* Work to complete: Report all lines below with the word "cannot".

##### Stored data #####

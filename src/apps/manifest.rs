// JSON-described prompt apps
//
// A manifest declares a form app backed by the text-generation endpoint
// without writing any Rust:
//
// {
//   "id": "haiku",
//   "name": "Haiku Maker",
//   "icon": "🌸",
//   "systemInstruction": "You write haiku.",
//   "queryTemplate": "Write a haiku about {input}."
// }

use super::loader::AppSource;
use super::prompt_app::{PromptAppSpec, INPUT_PLACEHOLDER};
use super::{AppContext, AppDescriptor};
use crate::services::traits::validate_key_segment;
use anyhow::{bail, Context, Result};
use async_trait::async_trait;
use serde::{Deserialize, Serialize};
use std::path::{Path, PathBuf};
use std::sync::Arc;

#[derive(Debug, Clone, Serialize, Deserialize)]
pub struct AppManifest {
    /// Registry key; a manifest without one is skipped at load
    #[serde(default)]
    pub id: Option<String>,

    pub name: String,

    #[serde(default = "default_icon")]
    pub icon: String,

    #[serde(default)]
    pub description: String,

    #[serde(skip_serializing_if = "Option::is_none")]
    pub color: Option<String>,

    #[serde(rename = "systemInstruction")]
    pub system_instruction: String,

    /// Query text containing `{input}`
    #[serde(rename = "queryTemplate")]
    pub query_template: String,

    #[serde(rename = "inputLabel")]
    #[serde(skip_serializing_if = "Option::is_none")]
    pub input_label: Option<String>,

    #[serde(skip_serializing_if = "Option::is_none")]
    pub placeholder: Option<String>,

    #[serde(rename = "defaultInput")]
    #[serde(skip_serializing_if = "Option::is_none")]
    pub default_input: Option<String>,

    #[serde(rename = "buttonLabel")]
    #[serde(skip_serializing_if = "Option::is_none")]
    pub button_label: Option<String>,

    #[serde(rename = "webSearch")]
    #[serde(default)]
    pub web_search: bool,
}

fn default_icon() -> String {
    "✨".to_string()
}

impl AppManifest {
    pub fn from_json(json: &str) -> Result<Self> {
        serde_json::from_str(json).context("Failed to parse app manifest")
    }

    /// Check the manifest is usable
    ///
    /// # Errors
    /// - Missing or blank `id`, or one the store cannot key records by
    /// - Blank `name`
    /// - `queryTemplate` without `{input}`
    pub fn validate(&self) -> Result<()> {
        match self.id.as_deref().map(str::trim) {
            None | Some("") => bail!("Manifest '{}' has no id", self.name),
            Some(id) => validate_key_segment("app id", id).with_context(|| {
                format!("Manifest '{}' has an id that cannot be installed", self.name)
            })?,
        }
        if self.name.trim().is_empty() {
            bail!("Manifest name cannot be empty");
        }
        if !self.query_template.contains(INPUT_PLACEHOLDER) {
            bail!("queryTemplate must contain {}", INPUT_PLACEHOLDER);
        }
        Ok(())
    }

    /// Validate and turn into a registrable descriptor
    pub fn into_descriptor(self, ctx: &AppContext) -> Result<AppDescriptor> {
        self.validate()?;

        let id = self.id.unwrap_or_default().trim().to_string();
        let mut spec = PromptAppSpec::new(id, self.name);
        spec.icon = self.icon;
        spec.description = self.description;
        if let Some(color) = self.color {
            spec.color = color;
        }
        spec.system_instruction = self.system_instruction;
        spec.query_template = self.query_template;
        spec.web_search = self.web_search;
        if let Some(label) = self.input_label {
            spec.input_label = label;
        }
        if let Some(placeholder) = self.placeholder {
            spec.placeholder = placeholder;
        }
        if let Some(default_input) = self.default_input {
            spec.default_input = default_input;
        }
        if let Some(button) = self.button_label {
            spec.button_label = button;
        }

        Ok(spec.into_descriptor(Arc::clone(&ctx.llm)))
    }
}

/// App source reading one manifest file
pub struct ManifestSource {
    path: PathBuf,
}

impl ManifestSource {
    pub fn new(path: impl Into<PathBuf>) -> Self {
        Self { path: path.into() }
    }

    pub fn path(&self) -> &Path {
        &self.path
    }
}

#[async_trait]
impl AppSource for ManifestSource {
    fn origin(&self) -> String {
        self.path.display().to_string()
    }

    async fn load(&self, ctx: &AppContext) -> Result<AppDescriptor> {
        let json = tokio::fs::read_to_string(&self.path)
            .await
            .with_context(|| format!("Failed to read manifest {:?}", self.path))?;

        AppManifest::from_json(&json)
            .and_then(|manifest| manifest.into_descriptor(ctx))
            .with_context(|| format!("Invalid app manifest {:?}", self.path))
    }
}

#####

* Reply:
    /// - Missing or blank `id`, or one the store cannot key records by
                format!("Manifest '{}' has an id that cannot be installed", self.name)
            bail!("Manifest name cannot be empty");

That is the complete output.